◆ Task instructions
Search the records for the string "stale" and copy every line in which it appears.

── Exercise inputs

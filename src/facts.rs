//! Fact lookup provider abstraction
//!
//! Provides a common interface for fetching the trivia text for a date.

mod error;
mod numbers_api;

pub use error::{FactError, FactErrorKind};
pub use numbers_api::NumbersApiService;

use crate::selection::DatePair;
use async_trait::async_trait;
use std::sync::Arc;

/// Common interface for fact providers
#[async_trait]
pub trait FactService: Send + Sync {
    /// Fetch the fact text for `pair`, verbatim
    async fn fetch(&self, pair: DatePair) -> Result<String, FactError>;

    /// Where requests go, for diagnostics
    fn endpoint(&self) -> &str;
}

#[async_trait]
impl<T: FactService + ?Sized> FactService for Arc<T> {
    async fn fetch(&self, pair: DatePair) -> Result<String, FactError> {
        (**self).fetch(pair).await
    }

    fn endpoint(&self) -> &str {
        (**self).endpoint()
    }
}

/// Logging wrapper for fact services
pub struct LoggingService<S> {
    inner: S,
}

impl<S: FactService> LoggingService<S> {
    pub fn new(inner: S) -> Self {
        Self { inner }
    }
}

#[async_trait]
impl<S: FactService> FactService for LoggingService<S> {
    async fn fetch(&self, pair: DatePair) -> Result<String, FactError> {
        let start = std::time::Instant::now();
        let result = self.inner.fetch(pair).await;
        let duration = start.elapsed();

        match &result {
            Ok(text) => {
                tracing::info!(
                    endpoint = %self.inner.endpoint(),
                    date = %pair,
                    duration_ms = %duration.as_millis(),
                    bytes = text.len(),
                    "Fact request completed"
                );
            }
            Err(e) => {
                tracing::error!(
                    endpoint = %self.inner.endpoint(),
                    date = %pair,
                    duration_ms = %duration.as_millis(),
                    kind = ?e.kind,
                    error = %e.message,
                    "Fact request failed"
                );
            }
        }

        result
    }

    fn endpoint(&self) -> &str {
        self.inner.endpoint()
    }
}
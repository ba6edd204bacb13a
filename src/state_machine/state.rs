//! Date-fact state types

use crate::config::{ErrorPolicy, FactConfig};
use crate::selection::{DatePair, Selection};
use serde::Serialize;
use std::fmt;

/// Identifies one issued fetch
///
/// Bumped on every selection change, so a completion carrying an older
/// token belongs to a superseded selection and is dropped.
#[derive(Debug, Clone, Copy, Default, PartialEq, Eq, PartialOrd, Ord, Hash)]
pub struct RequestToken(pub u64);

impl RequestToken {
    #[must_use]
    pub fn next(self) -> Self {
        Self(self.0.wrapping_add(1))
    }
}

impl fmt::Display for RequestToken {
    fn fmt(&self, f: &mut fmt::Formatter<'_>) -> fmt::Result {
        write!(f, "#{}", self.0)
    }
}

/// What the fact box currently shows
#[derive(Debug, Clone, Default, PartialEq, Eq, Serialize)]
#[serde(tag = "type", content = "text", rename_all = "snake_case")]
pub enum Display {
    /// Selection incomplete or invalid
    #[default]
    Prompt,
    /// Fetch issued for the current selection, not yet resolved
    Loading,
    /// Response body for the current selection, verbatim
    Loaded(String),
    /// Fetch failed under [`ErrorPolicy::Blank`]
    Empty,
    /// Fetch failed under [`ErrorPolicy::Message`]
    Error,
}

impl Display {
    /// Text handed to the presentation layer
    pub fn text<'a>(&'a self, config: &'a FactConfig) -> &'a str {
        match self {
            Display::Prompt => &config.prompt_text,
            Display::Loading => &config.loading_text,
            Display::Loaded(text) => text,
            Display::Empty => "",
            Display::Error => &config.error_text,
        }
    }

    pub fn is_settled(&self) -> bool {
        !matches!(self, Display::Loading)
    }

    /// Display value for a failed fetch under `policy`
    pub fn for_failure(policy: ErrorPolicy) -> Self {
        match policy {
            ErrorPolicy::Message => Display::Error,
            ErrorPolicy::Blank => Display::Empty,
        }
    }
}

/// Full controller state
#[derive(Debug, Clone, Default, PartialEq, Eq)]
pub struct FactState {
    pub selection: Selection,
    pub display: Display,
    /// Latest token handed out; completions must match it to be shown
    pub token: RequestToken,
    /// Fetch currently awaited, if any
    pub in_flight: Option<(RequestToken, DatePair)>,
}

impl FactState {
    pub fn new() -> Self {
        Self::default()
    }

    /// Whether a completion tagged `token` for `pair` is still wanted
    pub fn awaits(&self, token: RequestToken, pair: DatePair) -> bool {
        self.in_flight == Some((token, pair))
    }
}

/// Read-only inputs to the transition function
#[derive(Debug, Clone, Default)]
pub struct TransitionContext {
    pub error_policy: ErrorPolicy,
}

impl TransitionContext {
    pub fn new(error_policy: ErrorPolicy) -> Self {
        Self { error_policy }
    }

    pub fn from_config(config: &FactConfig) -> Self {
        Self::new(config.error_policy)
    }
}
//! Date-fact runtime executor

use super::{Request, Snapshot};
use crate::config::FactConfig;
use crate::facts::FactService;
use crate::state_machine::{transition, Effect, Event, FactState, TransitionContext};
use std::sync::Arc;
use tokio::sync::{mpsc, watch};

/// Generic runtime that works with any fact provider
pub struct FactRuntime<F>
where
    F: FactService + 'static,
{
    config: FactConfig,
    context: TransitionContext,
    state: FactState,
    fact_service: Arc<F>,
    request_rx: mpsc::Receiver<Request>,
    /// Upgraded into fetch tasks so completions re-enter the same queue.
    /// Weak, so the loop ends once every controller handle is dropped.
    request_tx: mpsc::WeakSender<Request>,
    snapshot_tx: watch::Sender<Snapshot>,
}

impl<F> FactRuntime<F>
where
    F: FactService + 'static,
{
    pub fn new(
        config: FactConfig,
        state: FactState,
        fact_service: F,
        request_rx: mpsc::Receiver<Request>,
        request_tx: mpsc::WeakSender<Request>,
        snapshot_tx: watch::Sender<Snapshot>,
    ) -> Self {
        Self {
            context: TransitionContext::from_config(&config),
            config,
            state,
            fact_service: Arc::new(fact_service),
            request_rx,
            request_tx,
            snapshot_tx,
        }
    }

    pub async fn run(mut self) {
        tracing::info!(endpoint = %self.fact_service.endpoint(), "Starting date-fact runtime");

        while let Some(request) = self.request_rx.recv().await {
            self.process_request(request);
        }

        tracing::info!("Date-fact runtime stopped");
    }

    fn process_request(&mut self, request: Request) {
        let Request { event, reply } = request;
        let completion = event.completion_token();
        let failure = match &event {
            Event::FetchFailed {
                pair,
                kind,
                message,
                ..
            } => Some((*pair, *kind, message.clone())),
            _ => None,
        };

        let outcome = match transition(&self.state, &self.context, event) {
            Ok(result) => {
                let stale = completion.is_some() && result.effects.is_empty();
                if let (Some(token), true) = (completion, stale) {
                    tracing::debug!(
                        token = %token,
                        current = %self.state.token,
                        "Dropping stale fact response"
                    );
                }
                if let (Some((pair, kind, message)), false) = (failure, stale) {
                    tracing::warn!(
                        date = %pair,
                        kind = ?kind,
                        error = %message,
                        policy = ?self.context.error_policy,
                        "Fact fetch failed"
                    );
                }
                self.state = result.new_state;
                for effect in result.effects {
                    self.execute_effect(effect);
                }
                Ok(())
            }
            Err(e) => {
                tracing::debug!(error = %e, "Ignoring rejected event");
                Err(e)
            }
        };

        if let Some(reply) = reply {
            // Caller may have gone away; nothing to do then
            let _ = reply.send(outcome);
        }
    }

    fn execute_effect(&mut self, effect: Effect) {
        match effect {
            Effect::PublishSnapshot => {
                let snapshot = Snapshot::from_state(&self.state, &self.config);
                self.snapshot_tx.send_replace(snapshot);
            }

            Effect::FetchFact { token, pair } => {
                let Some(request_tx) = self.request_tx.upgrade() else {
                    tracing::debug!(token = %token, "No controller left, skipping fetch");
                    return;
                };
                let fact_service = self.fact_service.clone();

                tokio::spawn(async move {
                    tracing::debug!(token = %token, date = %pair, "Fetching fact (background)");

                    let event = match fact_service.fetch(pair).await {
                        Ok(text) => Event::FactFetched { token, pair, text },
                        Err(e) => Event::FetchFailed {
                            token,
                            pair,
                            kind: e.kind,
                            message: e.message,
                        },
                    };
                    let _ = request_tx.send(Request::fire_and_forget(event)).await;
                });
            }
        }
    }
}
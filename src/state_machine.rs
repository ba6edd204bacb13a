//! Date-fact state machine
//!
//! Pure transitions from (state, event) to (state', effects). All I/O
//! happens in the runtime, which executes the returned effects.

mod effect;
pub mod event;
pub mod state;
pub(crate) mod transition;


pub use effect::Effect;
pub use event::Event;
pub use state::{Display, FactState, RequestToken, TransitionContext};
pub use transition::{transition, TransitionError};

────

◆ Response to the exercise
                let stale = completion.is_some() && result.effects.is_empty();
                if let (Some(token), true) = (completion, stale) {
                        "Dropping stale fact response"
                if let (Some((pair, kind, message)), false) = (failure, stale) {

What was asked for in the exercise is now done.